Gugatan dari pihak Dede Tasno diajukan ke Pengadilan Negeri Cibinong pada Agustus 2015. Gugatan tersebut ditujukan kepada beberapa pihak, termasuk camat Cibinong, lurah Kelurahan Pakan Sari, Atalarik Syach, serta PT Sapta Usaha Gemilang.
Menurut Atalarik, dirinya telah menduduki tanah tersebut secara fisik sejak tahun 2000 dan mulai membangun pagar pada 2003. Ia merasa dirugikan oleh klaim Dede Tasno, yang menyatakan telah mengeluarkan sejumlah uang untuk pengelolaan lahan, tanpa bukti yang sah.
"Dia mengklaim sudah mengeluarkan dana untuk mengelola lahan, dengan angka yang tidak masuk akal, bahkan tiga hingga empat kali lipat dari NJOP. Saya membangun rumah sejak lama, jadi kenapa baru muncul di tahun 2015?" ujarnya dengan heran.
Atalarik juga mempertanyakan keabsahan klaim tersebut dan menyayangkan gugatan yang datang saat ia sudah mengeluarkan banyak biaya untuk pembangunan rumah.
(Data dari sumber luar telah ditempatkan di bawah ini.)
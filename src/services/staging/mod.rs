pub mod record;
pub mod writer;
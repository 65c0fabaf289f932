use crate::error::Result;
use std::collections::HashSet;
use std::fs;
use std::path::Path;
use tracing::{info, warn};

/// Читает список тикеров из текстового файла: один тикер на строку,
/// пустые строки игнорируются, дубликаты отбрасываются с сохранением
/// порядка первого вхождения.
///
/// Тикер используется как имя таблицы в хранилище, поэтому строки
/// с посторонними символами отбрасываются с предупреждением.
pub fn load_symbols(path: &Path) -> Result<Vec<String>> {
    let content = fs::read_to_string(path)?;

    let mut seen = HashSet::new();
    let mut symbols = Vec::new();

    for line in content.lines() {
        let symbol = line.trim();
        if symbol.is_empty() {
            continue;
        }
        if !is_valid_symbol(symbol) {
            warn!("Skipping invalid ticker symbol: {:?}", symbol);
            continue;
        }
        if seen.insert(symbol.to_string()) {
            symbols.push(symbol.to_string());
        }
    }

    info!("Loaded {} tickers from {}", symbols.len(), path.display());

    Ok(symbols)
}

/// Тикер становится именем таблицы в хранилище, поэтому допускаются
/// только идентификаторные символы.
pub fn is_valid_symbol(symbol: &str) -> bool {
    symbol
        .chars()
        .all(|c| c.is_ascii_alphanumeric() || c == '_')
}
mod db;
mod env_config;
mod error;
mod logger;
mod services;

use db::clickhouse::clickhouse_service::ClickhouseService;
use env_config::models::{app_config::AppConfig, app_env::AppEnv, app_setting::AppSettings};
use services::fetch::dispatcher::BoundedDispatcher;
use services::fetch::extractor::MoexPageExtractor;
use services::fetch::session::FetchSession;
use services::fetch::symbols;
use services::loader::batch_loader::BatchLoader;
use services::staging::writer::SinkWriter;
use std::path::Path;
use std::sync::Arc;
use tracing::{debug, error, info};

#[tokio::main]
async fn main() {
    // Инициализация настроек и логирования
    let settings: Arc<AppSettings> = Arc::new(initialize_application());

    // Этап конвейера: сбор котировок или загрузка в хранилище
    let stage = std::env::args().nth(1).unwrap_or_else(|| "fetch".to_string());

    match stage.as_str() {
        "fetch" => run_fetch_stage(settings).await,
        "load" => run_load_stage(settings).await,
        other => {
            error!("Unknown stage {:?}, expected \"fetch\" or \"load\"", other);
            std::process::exit(2);
        }
    }
}

/// Инициализирует настройки и логирование приложения
fn initialize_application() -> AppSettings {
    // Загрузка переменных окружения и конфигурации
    let environment = AppEnv::new();
    let config = AppConfig::new(&environment.env);
    let app_settings = AppSettings {
        app_config: config,
        app_env: environment,
    };

    logger::init_logger(
        &app_settings.app_config.log.level,
        &app_settings.app_config.log.format,
        app_settings.app_env.is_local(),
    )
    .expect("Failed to initialize logger");

    info!("Starting MOEX snapshots pipeline...");
    info!("Current environment: {}", app_settings.app_env.env);

    if app_settings.app_env.is_local() {
        debug!("Configuration details: {:#?}", app_settings);
    }

    app_settings
}

/// Этап сбора: тикеры -> извлечение с ограничением параллелизма ->
/// промежуточные JSONL-файлы
async fn run_fetch_stage(settings: Arc<AppSettings>) {
    let staging = &settings.app_config.staging;
    let fetcher = &settings.app_config.fetcher;

    // Пустой или отсутствующий список тикеров — пустой результат, не сбой
    let tickers = match symbols::load_symbols(Path::new(&staging.symbols_file)) {
        Ok(tickers) => tickers,
        Err(e) => {
            error!("Cannot read ticker list {}: {}", staging.symbols_file, e);
            info!("0 of 0 tickers processed successfully");
            return;
        }
    };

    let session = match FetchSession::open(fetcher) {
        Ok(session) => session,
        Err(e) => {
            error!("Failed to open fetch session: {}", e);
            info!("0 of {} tickers processed successfully", tickers.len());
            return;
        }
    };

    let extractor = MoexPageExtractor::new(&fetcher.base_url);
    let dispatcher = BoundedDispatcher::new(extractor, fetcher.concurrency_limit);

    let report = dispatcher.run(session, &tickers).await;

    let written = match SinkWriter::new(Path::new(&staging.dir)) {
        Ok(writer) => writer.append_all(&report.snapshots),
        Err(e) => {
            error!("Cannot open staging directory {}: {}", staging.dir, e);
            0
        }
    };

    info!(
        "{} of {} tickers processed successfully",
        written, report.total
    );
}

/// Этап загрузки: промежуточные JSONL-файлы -> таблицы ClickHouse
async fn run_load_stage(settings: Arc<AppSettings>) {
    let clickhouse_service = match ClickhouseService::new(&settings).await {
        Ok(service) => service,
        Err(e) => {
            error!("Failed to connect to ClickHouse: {}", e);
            std::process::exit(1);
        }
    };

    let loader = BatchLoader::new(
        clickhouse_service.repository_snapshot.clone(),
        Path::new(&settings.app_config.staging.dir),
        settings.app_config.clickhouse.batch_size,
    );

    let loaded = loader.load_all().await;
    info!("Load stage finished: {} tickers loaded", loaded);
}
use std::fmt;
use std::str::FromStr;

#[derive(Debug, Clone, PartialEq)]
pub enum Env {
    Local,
    Prod,
}

impl FromStr for Env {
    type Err = String;

    fn from_str(s: &str) -> Result<Self, Self::Err> {
        match s.to_lowercase().as_str() {
            "local" => Ok(Env::Local),
            "prod" | "production" => Ok(Env::Prod),
            other => Err(format!("Unknown environment: {}", other)),
        }
    }
}

impl fmt::Display for Env {
    fn fmt(&self, f: &mut fmt::Formatter<'_>) -> fmt::Result {
        match self {
            Env::Local => write!(f, "local"),
            Env::Prod => write!(f, "prod"),
        }
    }
}

/// Переменные окружения процесса: режим запуска и реквизиты ClickHouse
#[derive(Debug)]
pub struct AppEnv {
    pub env: Env,
    pub clickhouse_url: String,
    pub clickhouse_user: String,
    pub clickhouse_password: String,
    pub clickhouse_database: String,
}

impl AppEnv {
    pub fn is_local(&self) -> bool {
        self.env == Env::Local
    }
}

#[cfg(test)]
mod tests {
    use super::*;

    #[test]
    fn test_env_from_str() {
        assert_eq!(Env::from_str("local").unwrap(), Env::Local);
        assert_eq!(Env::from_str("PROD").unwrap(), Env::Prod);
        assert_eq!(Env::from_str("production").unwrap(), Env::Prod);
        assert!(Env::from_str("staging").is_err());
    }
}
Ia mengaku membeli dan membangun rumah di lokasi yang sesuai, tanpa niat melanggar hukum.
"Kalau memang ada masalah, kenapa tidak dari dulu? Saya membangun rumah karena saya pikir saya pembeli yang sah. Sekarang sebagian rumah saya kena eksekusi, sebagian lagi tidak. Titik-titik lahannya juga tidak jelas," tambahnya.
Meski kecewa, Atalarik mencoba mengambil sisi positif dari kejadian ini. Ia menilai kasus ini menjadi pembelajaran penting tentang pentingnya sistem administrasi pertanahan yang lebih rapi dan terdigitalisasi.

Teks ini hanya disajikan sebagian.